I've all but decided to install a countertop, and I want to do it myself. I'm not opposed to paying someone, but when I'm all done (a year or so from now  ) I'll have exactly what I want and I'll have learned something too. I'm sure I'll also make lots of scrap, but education is rarely cheap.

The countertop will span a horizontal distance of about ten feet. It will be attached to the wall at its left and right sides with vertical supports between the washer, dryer and sink (two vertical supports in addition to the walls). 

I've looked online for some DIY ideas but I have some questions: 

1. How do you cut the Formica (I'm using that as a generic name for whatever I decide to use). It seems brittle. Is it cut exactly to size and then cemented in place, or is sized approximately, then cemented and trimmed in place, and with what tools? The pieces that cover the vertical supports will be very narrow. How am I supposed to cut them? How are those tiny chamfered edges created?
2. Do you build an entire MDF countertop and then apply the plastic laminate, or should some pieces be finished first, then the whole thing assembled?
3. I've seen prefabricated countertops with very attractive front edge treatments. Is the plastic so flexible it can be bent around such a small radius (a couple inches), or am I limited to flat surfaces without specialized equipment? Or are the edge treatments pre-fabricated and cemented on?
4. I don't have a table saw, but many times I've wished I had one and could use this as an excuse to get one. I've always used a cheap circular saw for long cuts with less than ideal results. Is a table saw necessary?
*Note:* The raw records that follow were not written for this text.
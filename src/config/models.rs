// src/config/models.rs
use anyhow::{bail, Result};
use serde::{Deserialize, Serialize};
use std::collections::HashSet;
use std::net::SocketAddr;
use url::Url;

use crate::health::{OutputFormat, STD_ROUTE};

#[derive(Debug, Clone, Serialize, Deserialize)]
pub struct Config {
    #[serde(default = "default_listen_addr")]
    pub listen_addr: SocketAddr,
    #[serde(default)]
    pub health: HealthConfig,
    #[serde(default)]
    pub auth: Option<AuthConfig>,
    #[serde(default)]
    pub metrics: MetricsConfig,
}

#[derive(Debug, Clone, Serialize, Deserialize)]
pub struct HealthConfig {
    #[serde(default = "default_route")]
    pub route: String,
    #[serde(default)]
    pub output_format: OutputFormat,
    #[serde(default)]
    pub services: Vec<ServiceConfig>,
}

#[derive(Debug, Clone, Serialize, Deserialize)]
pub struct ServiceConfig {
    pub name: String,
    /// Health endpoint of the service. Checks for this service are forwarded there.
    #[serde(default)]
    pub upstream: Option<Url>,
}

#[derive(Debug, Clone, Serialize, Deserialize)]
pub struct AuthConfig {
    pub bearer_tokens: Vec<String>,
}

#[derive(Debug, Clone, Serialize, Deserialize)]
pub struct MetricsConfig {
    #[serde(default)]
    pub enabled: bool,
    #[serde(default = "default_metrics_port")]
    pub port: u16,
    #[serde(default = "default_metrics_path")]
    pub path: String,
}

fn default_listen_addr() -> SocketAddr {
    SocketAddr::from(([0, 0, 0, 0], 8080))
}

fn default_route() -> String {
    STD_ROUTE.to_string()
}

fn default_metrics_port() -> u16 {
    9090
}

fn default_metrics_path() -> String {
    "/metrics".to_string()
}

impl Default for HealthConfig {
    fn default() -> Self {
        Self {
            route: default_route(),
            output_format: OutputFormat::default(),
            services: Vec::new(),
        }
    }
}

impl Default for MetricsConfig {
    fn default() -> Self {
        Self {
            enabled: false,
            port: default_metrics_port(),
            path: default_metrics_path(),
        }
    }
}

impl Config {
    pub fn validate(&self) -> Result<()> {
        if !self.health.route.starts_with('/') {
            bail!("health route must start with '/': {}", self.health.route);
        }

        let mut seen = HashSet::new();
        for service in &self.health.services {
            if service.name.is_empty() {
                bail!("service name must not be empty");
            }
            if !seen.insert(service.name.as_str()) {
                bail!("duplicate service: {}", service.name);
            }
            if let Some(upstream) = &service.upstream {
                if upstream.scheme() != "http" {
                    bail!(
                        "upstream for {} must use http, got {}",
                        service.name,
                        upstream.scheme()
                    );
                }
            }
        }

        if let Some(auth) = &self.auth {
            if auth.bearer_tokens.is_empty() {
                bail!("auth.bearer_tokens must not be empty when auth is configured");
            }
        }

        if self.metrics.enabled {
            if !self.metrics.path.starts_with('/') {
                bail!("metrics path must start with '/': {}", self.metrics.path);
            }
            if self.metrics.port == self.listen_addr.port() {
                bail!("metrics port {} collides with listen_addr", self.metrics.port);
            }
        }

        Ok(())
    }
}
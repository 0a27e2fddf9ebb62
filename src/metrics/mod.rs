mod collector;

pub use collector::{MetricsCollector, MetricsRegistry};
Finally, have I forgotten anything else to ask?


----------



## jebatty (Apr 12, 2008)

Interesting project. Hope this helps.



> 1. How do you cut the Formica (I'm using that as a generic name for whatever I decide to use). It seems brittle. Is it cut exactly to size and then cemented in place, or is sized approximately, then cemented and trimmed in place, and with what tools? The pieces that cover the vertical supports will be very narrow. How am I supposed to cut them? How are those tiny chamfered edges created?



Cut approximately to size and then trim with a laminate trimming bit in a router after it is glued in place. In tight spaces and up to walls the router will not get all the way to end or edge. There also are laminate trimmer routers, with offset bases, that can do the close work, or get as close as you can and then carefully hand file as needed. The laminate trimming bit also has the chamfer cutting edge. Once cemented in place, easy to trim.



> 2. Do you build an entire MDF countertop and then apply the plastic laminate, or should some pieces be finished first, then the whole thing assembled?



I would build and then apply, unless a free-standing piece. Normally want as few seams as possible.



> 3. I've seen prefabricated countertops with very attractive front edge treatments. Is the plastic so flexible it can be bent around such a small radius (a couple inches), or am I limited to flat surfaces without specialized equipment? Or are the edge treatments pre-fabricated and cemented on?



The rolled front edge I don't think you can do yourself. Consider wood front edging, or with a built-up 1-1/2" thick front you can apply laminate to the front edge as well. For appearance, I like to do a wood edge. Narrow strips of laminate bend quite easily around radius edges, or if you are careful you can apply a little heat from a torch to make the bend easier or sharper, but be careful.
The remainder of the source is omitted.